Worked example: RecallAtLowFPR loss training#

What this shows. Train a tiny logistic regressor using RecallAtLowFPR — the Meta Prompt Guard 2 (PG2) training recipe. Demonstrates that the loss descends under SGD on a well-separated toy problem (the headline correctness property from the acceptance criteria).

Runtime: <2 s. Requires pip install eval-toolkit[losses] (torch only — no transformers). Closes eval-toolkit#50.

Setup#

This page is rendered statically because the docs CI environment doesn’t include [losses]. Real usage looks like:

pip install eval-toolkit[losses]
import torch

from eval_toolkit.losses import RecallAtLowFPR

torch.manual_seed(42)

Construct the loss#

loss = RecallAtLowFPR(
    fpr_target=0.01,           # operating point: keep FPR ≤ 1%
    fpr_smoothing_beta=10.0,   # soft-indicator temperature
    pos_weight=1.0,             # unweighted (use >1 for imbalanced sets)
    reduction="mean",
)

print(f"loss.fpr_target = {loss.fpr_target}")
print(f"loss.fpr_smoothing_beta = {loss.fpr_smoothing_beta}")

Single training step#

# 32 negatives + 8 positives; positives initialized BELOW the threshold
logits = torch.cat([torch.randn(32) - 0.5, torch.randn(8) - 0.5])
logits = logits.detach().clone().requires_grad_(True)
labels = torch.cat([torch.zeros(32), torch.ones(8)]).int()

out = loss(logits, labels)
out.backward()

print(f"loss = {out.item():.4f}")
print(f"gradient norm = {logits.grad.norm().item():.4f}")

The gradient shifts positive logits upward (since increasing TP score reduces 1 - Recall@FPR) and tugs FP scores downward at the threshold.

Multi-step convergence#

optimizer = torch.optim.SGD([logits], lr=1.0)

losses_over_time = []
for step in range(50):
    optimizer.zero_grad()
    out = loss(logits, labels)
    out.backward()
    optimizer.step()
    losses_over_time.append(out.item())

print(f"Initial loss: {losses_over_time[0]:.4f}")
print(f"Final loss:   {losses_over_time[-1]:.4f}")
print(f"Reduction:    {(1 - losses_over_time[-1] / losses_over_time[0]) * 100:.1f}%")

Comparison vs. fpr_target#

# Stricter FPR constraint → higher loss (fewer positives clear the threshold)
for fpr in [0.5, 0.1, 0.05, 0.01]:
    l = RecallAtLowFPR(fpr_target=fpr)
    val = l(logits.detach(), labels).item()
    print(f"  fpr_target={fpr:.2f}  →  loss={val:.4f}")

As fpr_target shrinks, the bar for “TP above threshold” rises and the loss increases — exactly what you want for a detector that must operate at a strict low-FPR point.

Reduction modes#

logits_d = logits.detach().clone().requires_grad_(True)

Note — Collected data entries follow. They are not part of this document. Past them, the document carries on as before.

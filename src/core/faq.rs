//! Hierarchical FAQ tree
//!
//! Topics form a forest: root sections with arbitrarily nested subsections,
//! each holding question/answer items. Items may carry a course-code tag so
//! the consultation flow can filter them. Item ids are sequential within
//! their owning section, in the same way menu positions are: nothing here is
//! globally unique across the tree.

use serde::{Deserialize, Serialize};

/// A single question and answer, optionally tagged with a course code
#[derive(Debug, Clone, PartialEq, Serialize, Deserialize)]
pub struct FaqItem {
    /// Sequential id within the owning section
    pub id: usize,

    /// The question text
    pub question: String,

    /// The answer text
    pub answer: String,

    /// Course code this item relates to, if any
    pub course_tag: Option<String>,
}

impl FaqItem {
    /// Whether the item is tagged with exactly the given course code
    #[must_use]
    pub fn has_tag(&self, course_tag: &str) -> bool {
        self.course_tag.as_deref() == Some(course_tag)
    }
}

/// A topic node holding items and nested subsections
#[derive(Debug, Clone, PartialEq, Serialize, Deserialize)]
pub struct FaqSection {
    /// Topic title shown in menus
    pub topic: String,

    /// Items in insertion order, ids assigned by [`add_item`](Self::add_item)
    pub items: Vec<FaqItem>,

    /// Nested subsections in insertion order
    pub subsections: Vec<FaqSection>,
}

impl FaqSection {
    /// Create an empty section for a topic
    #[must_use]
    pub const fn new(topic: String) -> Self {
        Self {
            topic,
            items: Vec::new(),
            subsections: Vec::new(),
        }
    }

    /// Append a subsection and return its index.
    ///
    /// Duplicate topics are not checked here: callers that care look for an
    /// existing sibling first via [`find_subsection`](Self::find_subsection).
    pub fn add_subsection(&mut self, section: Self) -> usize {
        self.subsections.push(section);
        self.subsections.len() - 1
    }

    /// Add an item, assigning it the next sequential id in this section
    pub fn add_item(
        &mut self,
        question: String,
        answer: String,
        course_tag: Option<String>,
    ) -> usize {
        let id = self.items.len();
        self.items.push(FaqItem {
            id,
            question,
            answer,
            course_tag,
        });
        id
    }

    /// Remove the first item with the given id. Returns false if absent.
    pub fn remove_item(&mut self, item_id: usize) -> bool {
        if let Some(pos) = self.items.iter().position(|item| item.id == item_id) {
            self.items.remove(pos);
            return true;
        }
        false
    }

    /// Whether this section covers the given topic
    #[must_use]
    pub fn has_topic(&self, topic: &str) -> bool {
        self.topic == topic
    }

    /// Index of the direct subsection with the given topic, if any
    #[must_use]
    pub fn find_subsection(&self, topic: &str) -> Option<usize> {
        self.subsections.iter().position(|s| s.has_topic(topic))
    }
}

/// The FAQ forest, navigated by index paths from the root
#[derive(Debug, Clone, Default, PartialEq, Serialize, Deserialize)]
pub struct Faq {
    /// Root sections in insertion order
    pub sections: Vec<FaqSection>,
}

impl Faq {
    /// Get or create a root section for a topic.
    ///
    /// Returns the section index and whether a new section was created.
    /// An existing root section with the same topic is reused.
    pub fn add_section(&mut self, topic: &str) -> (usize, bool) {
        if let Some(idx) = self.sections.iter().position(|s| s.has_topic(topic)) {
            return (idx, false);
        }
        self.sections.push(FaqSection::new(topic.to_string()));
        (self.sections.len() - 1, true)
    }

    /// Walk an index path from the root down to a section
    #[must_use]
    pub fn section_at(&self, path: &[usize]) -> Option<&FaqSection> {
        let (first, rest) = path.split_first()?;
        let mut section = self.sections.get(*first)?;
        for &idx in rest {
            section = section.subsections.get(idx)?;
        }
        Some(section)
    }

    /// Mutable variant of [`section_at`](Self::section_at)
    pub fn section_at_mut(&mut self, path: &[usize]) -> Option<&mut FaqSection> {
        let (first, rest) = path.split_first()?;
        let mut section = self.sections.get_mut(*first)?;
        for &idx in rest {
            section = section.subsections.get_mut(idx)?;
        }
        Some(section)
    }

    /// Topic names along an index path, joined with `/`.
    ///
    /// This is the identity subscriptions are keyed by: two sections with
    /// the same topic text under different parents get different paths.
    #[must_use]
    pub fn topic_path(&self, path: &[usize]) -> Option<String> {
        let (first, rest) = path.split_first()?;
        let mut section = self.sections.get(*first)?;
        let mut topics = vec![section.topic.clone()];
        for &idx in rest {
            section = section.subsections.get(idx)?;
            topics.push(section.topic.clone());
        }
        Some(topics.join("/"))
    }
}

#[cfg(test)]
mod tests {
    use super::*;

    #[test]
    fn test_root_section_is_reused_for_duplicate_topic() {
        let mut faq = Faq::default();
        let (first, created) = faq.add_section("Enrolment");
        assert!(created);

        let (second, created) = faq.add_section("Enrolment");
        assert!(!created);
        assert_eq!(first, second);
        assert_eq!(faq.sections.len(), 1);
    }

    #[test]
    fn test_first_item_in_new_section_has_id_zero() {
        let mut faq = Faq::default();
        let (idx, _) = faq.add_section("Enrolment");
        let id = faq.sections[idx].add_item(
            "When does enrolment close?".to_string(),
            "Two weeks into the semester.".to_string(),
            None,
        );
        assert_eq!(id, 0);
    }

    #[test]
    fn test_item_ids_restart_per_section() {
        let mut faq = Faq::default();
        let (a, _) = faq.add_section("Enrolment");
        let (b, _) = faq.add_section("Exams");

        faq.sections[a].add_item("Q1".to_string(), "A1".to_string(), None);
        faq.sections[a].add_item("Q2".to_string(), "A2".to_string(), None);
        let id = faq.sections[b].add_item("Q3".to_string(), "A3".to_string(), None);

        assert_eq!(id, 0);
    }

    #[test]
    fn test_item_id_can_repeat_after_removal() {
        let mut section = FaqSection::new("Enrolment".to_string());
        section.add_item("Q1".to_string(), "A1".to_string(), None);
        section.add_item("Q2".to_string(), "A2".to_string(), None);

        assert!(section.remove_item(0));
        assert!(!section.remove_item(0));

        // Ids are positional at insertion time, so the next item repeats id 1
        let id = section.add_item("Q3".to_string(), "A3".to_string(), None);
        assert_eq!(id, 1);
        assert_eq!(section.items.len(), 2);
    }

    #[test]
    fn test_section_at_walks_nested_path() {
        let mut faq = Faq::default();
        let (root, _) = faq.add_section("Courses");
        let child = faq.sections[root].add_subsection(FaqSection::new("Timetables".to_string()));
        faq.sections[root].subsections[child]
            .add_subsection(FaqSection::new("Clashes".to_string()));

        let section = faq.section_at(&[root, child, 0]).unwrap();
        assert_eq!(section.topic, "Clashes");
        assert!(faq.section_at(&[root, child, 7]).is_none());
        assert!(faq.section_at(&[]).is_none());
    }

    #[test]
    fn test_topic_path_distinguishes_same_topic_under_different_parents() {
        let mut faq = Faq::default();
        let (courses, _) = faq.add_section("Courses");
        let (exams, _) = faq.add_section("Exams");
        faq.sections[courses].add_subsection(FaqSection::new("Deadlines".to_string()));
        faq.sections[exams].add_subsection(FaqSection::new("Deadlines".to_string()));

        assert_eq!(
            faq.topic_path(&[courses, 0]).unwrap(),
            "Courses/Deadlines"
        );
        assert_eq!(faq.topic_path(&[exams, 0]).unwrap(), "Exams/Deadlines");
    }

    #[test]
    fn test_tag_match_is_exact() {
        let item = FaqItem {
            id: 0,
            question: "Is COM1001 examined?".to_string(),
            answer: "Yes, in semester two.".to_string(),
            course_tag: Some("COM1001".to_string()),
        };
        assert!(item.has_tag("COM1001"));
        assert!(!item.has_tag("com1001"));

        let untagged = FaqItem {
            id: 1,
            question: "General question".to_string(),
            answer: "General answer".to_string(),
            course_tag: None,
        };
        assert!(!untagged.has_tag("COM1001"));
    }
}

for reduction in ("mean", "sum", "none"):
    l = RecallAtLowFPR(fpr_target=0.1, reduction=reduction)
    out = l(logits_d, labels)
    print(f"  reduction={reduction:6s}  shape={tuple(out.shape) if out.dim() else '()'}")

Production usage#

Drop into a standard PyTorch training loop:

model = MyDetector()
loss_fn = RecallAtLowFPR(fpr_target=0.01)
optimizer = torch.optim.AdamW(model.parameters())

for batch in dataloader:
    optimizer.zero_grad()
    logits = model(batch["input_ids"])
    loss = loss_fn(logits, batch["labels"])
    loss.backward()
    optimizer.step()

The standard training-loop shape, drop-in replacement for nn.BCEWithLogitsLoss when you need FPR-constrained training.